La conciencia, o autoconciencia.
Nos permite identificar lo que somos, lo que necesitamos para sobrevivir y cómo podemos cambiar nuestro mundo, más allá del instinto y la biología; y permite un sentido del tiempo, experimentación, abstracción, complejidad, ambición y resiliencia. Esa característica nos permite cuestionar, recalcular y reiterar, y construir nuestras civilizaciones, para bien o para mal, según el contexto cultural y el sistema de valores en el que nacemos. Hacemos algo más que adaptarnos y mutar genéticamente. Somos diferentes como especies de lo que éramos antes, no solo porque ciertos genes se transmitieron y otros no; sino más bien porque hemos encontrado formas de transmitir lo que hemos aprendido sobre nuestro mundo a través de la tradición oral, a través de los mitos y las leyendas, a través de la palabra escrita, a través del código. Yo diría que, aunque todavía somos limitados, nos hemos liberado y hemos ido más allá de nuestra biología. Y esa diferencia, incluida nuestra capacidad para cooperar, compartir experiencias y comunicarse entre nosotros, es nuestra mayor fortaleza.
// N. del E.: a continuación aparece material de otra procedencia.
use std::path::PathBuf;

/// Everything that can go wrong between configuring a batch and reading its
/// records back.
///
/// The first two variants are configuration-level and abort a batch before
/// any tournament starts. `InferenceFailure` and `SerializationFailure` are
/// scoped to the tournament that raised them. The last two only come out of
/// the record readers.
#[derive(Debug, thiserror::Error)]
pub enum Error {
    #[error("invalid configuration: {0}")]
    InvalidConfiguration(String),
    #[error("invalid policy tag {0}")]
    InvalidPolicyTag(i32),
    #[error("inference failed: {0}")]
    InferenceFailure(String),
    #[error("failed to write {path}: {source}")]
    SerializationFailure {
        path: PathBuf,
        #[source]
        source: std::io::Error,
    },
    #[error("malformed record {path}: {reason}")]
    MalformedRecord { path: PathBuf, reason: String },
    #[error("record not found: {0}")]
    RecordNotFound(PathBuf),
}

impl Error {
    /// True for errors that must stop a batch before it starts.
    pub fn is_configuration(&self) -> bool {
        matches!(
            self,
            Self::InvalidConfiguration(_) | Self::InvalidPolicyTag(_)
        )
    }
}

pub type Result<T> = std::result::Result<T, Error>;
use crate::Chips;
use crate::cards::*;

/// A player's state within one hand.
///
/// # Fields
///
/// - `state`: Betting, Shoving (all-in), or Folding
/// - `stack`: Chips behind (not yet committed)
/// - `stake`: Chips committed this street
/// - `spent`: Total chips committed this hand
/// - `acted`: Has made a voluntary decision since the last raise
/// - `cards`: Hole cards (private)
#[derive(Debug, Clone, Copy, PartialEq, Eq, Hash)]
pub struct Seat {
    state: State,
    stack: Chips,
    stake: Chips,
    spent: Chips,
    acted: bool,
    cards: Hole,
}

impl From<(Hole, Chips)> for Seat {
    fn from((cards, stack): (Hole, Chips)) -> Self {
        Self {
            cards,
            stack,
            spent: 0,
            stake: 0,
            acted: false,
            state: State::Betting,
        }
    }
}

impl Seat {
    pub fn stack(&self) -> Chips {
        self.stack
    }
    pub fn stake(&self) -> Chips {
        self.stake
    }
    pub fn state(&self) -> State {
        self.state
    }
    pub fn spent(&self) -> Chips {
        self.spent
    }
    pub fn cards(&self) -> Hole {
        self.cards
    }
    pub fn acted(&self) -> bool {
        self.acted
    }
    /// Commits chips from stack to pot.
    pub fn bet(&mut self, bet: Chips) {
        debug_assert!(bet <= self.stack);
        self.stack -= bet;
        self.stake += bet;
        self.spent += bet;
    }
    pub fn reset_state(&mut self, state: State) {
        self.state = state;
    }
    pub fn reset_stake(&mut self) {
        self.stake = 0;
    }
    pub fn reset_acted(&mut self, acted: bool) {
        self.acted = acted;
    }
}

impl std::fmt::Display for Seat {
    fn fmt(&self, f: &mut std::fmt::Formatter) -> std::fmt::Result {
        write!(f, "{} {} {}", self.state, format!("${:>6}", self.stack), self.cards)
    }
}

/// Player betting status within a hand.
///
/// - `Betting`: Active and can still make decisions
/// - `Shoving`: All-in, no more decisions but still in the pot
/// - `Folding`: Out of the hand
#[derive(Debug, Clone, Copy, PartialEq, Eq, Hash)]
pub enum State {
    Betting,
    Shoving,
    Folding,
}

impl State {
    /// True if player is still competing for the pot.
    pub fn is_active(&self) -> bool {
        matches!(self, Self::Betting | Self::Shoving)
    }
}

impl std::fmt::Display for State {
    fn fmt(&self, f: &mut std::fmt::Formatter) -> std::fmt::Result {
        match self {
            State::Betting => write!(f, "P"),
            State::Shoving => write!(f, "S"),
            State::Folding => write!(f, "F"),
        }
    }
}
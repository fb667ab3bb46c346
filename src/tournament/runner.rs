use super::*;
use crate::policy::AiType;
use crate::policy::Dispatcher;
use crate::record::TournamentRecord;
use crate::rng::Source;

/// One unit of batch work: a single tournament from seed to record.
///
/// Owns its own [`Source`] and never touches another runner's state, so any
/// number of these can run side by side.
#[derive(Debug, Clone)]
pub struct Runner {
    number: u32,
    seed: u64,
    tags: Vec<AiType>,
    hands_per_level: u32,
    debug: bool,
}

impl Runner {
    pub fn new(number: u32, seed: u64, tags: Vec<AiType>, hands_per_level: u32) -> Self {
        Self {
            number,
            seed,
            tags,
            hands_per_level,
            debug: false,
        }
    }
    /// Log every hand in full.
    pub fn debug(mut self, debug: bool) -> Self {
        self.debug = debug;
        self
    }
    pub fn number(&self) -> u32 {
        self.number
    }
    pub fn seed(&self) -> u64 {
        self.seed
    }

    pub fn run(&self, dispatcher: &Dispatcher) -> crate::Result<TournamentRecord> {
        let ref mut rng = Source::from(self.seed);
        let agents = dispatcher.seat(&self.tags);
        let mut tournament = Tournament::new(self.number, self.seed, &self.tags, self.hands_per_level)?;
        while !tournament.is_complete() {
            let mut table = tournament.begin(rng);
            table.play(&agents, rng).inspect_err(|e| {
                log::error!(
                    "[runner {}] hand {} aborted: {}",
                    self.number,
                    table.index(),
                    e
                )
            })?;
            let busted = tournament.settle(table);
            if let Some(hand) = tournament.hands().last() {
                match self.debug {
                    true => log::debug!("[runner {}]\n{}", self.number, hand),
                    false => log::trace!("[runner {}]\n{}", self.number, hand),
                }
            }
            if !busted.is_empty() {
                log::debug!("[runner {}] {}", self.number, tournament);
            }
        }
        let record = tournament.into_record();
        log::debug!(
            "[runner {}] seed {} won by seat {:?} after {} hands",
            self.number,
            self.seed,
            record.winner(),
            record.num_games()
        );
        Ok(record)
    }
}
use super::*;
use crate::Chips;
use crate::cards::*;

/// One seat's account at the end of a hand: what it put in, what it took
/// out, and whether it was still in to contest the pot.
#[derive(Debug, Clone)]
pub struct Settlement {
    risked: Chips,
    reward: Chips,
    status: State,
    strength: Strength,
}

impl From<(Chips, State, Strength)> for Settlement {
    fn from((risked, status, strength): (Chips, State, Strength)) -> Self {
        Self {
            risked,
            reward: 0,
            status,
            strength,
        }
    }
}

impl Settlement {
    pub fn risked(&self) -> Chips {
        self.risked
    }
    pub fn reward(&self) -> Chips {
        self.reward
    }
    pub fn status(&self) -> State {
        self.status
    }
    pub fn strength(&self) -> &Strength {
        &self.strength
    }
    /// Folded seats never win, whatever they hold.
    pub fn contests(&self) -> bool {
        self.status != State::Folding
    }
    /// Net chips, negative for a loss.
    pub fn won(&self) -> Chips {
        self.reward - self.risked
    }
    pub fn add(&mut self, amount: Chips) {
        self.reward += amount;
    }
}

impl std::fmt::Display for Settlement {
    fn fmt(&self, f: &mut std::fmt::Formatter) -> std::fmt::Result {
        write!(f, "{:>+7} {}", self.won(), self.strength)
    }
}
Podría ser, tal vez, otro tipo de habilidad innata de “sentido”, como el sentido del olfato de los perros, el sonar del delfín o el ojo de insecto. Tal vez sufrimos, como especie, el efecto Dunning-Kruger. Compartimos nuestra tierra con muchos seres vivos, varios con sus propios superpoderes y sus increíbles fortalezas; pero los humanos, como especie, somos los únicos que estamos lo suficientemente conscientes y lo suficientemente conscientes (lo mejor que podemos decir) no solo para preguntar por qué, sino también para tratar de mejorar el trabajo ya realizado.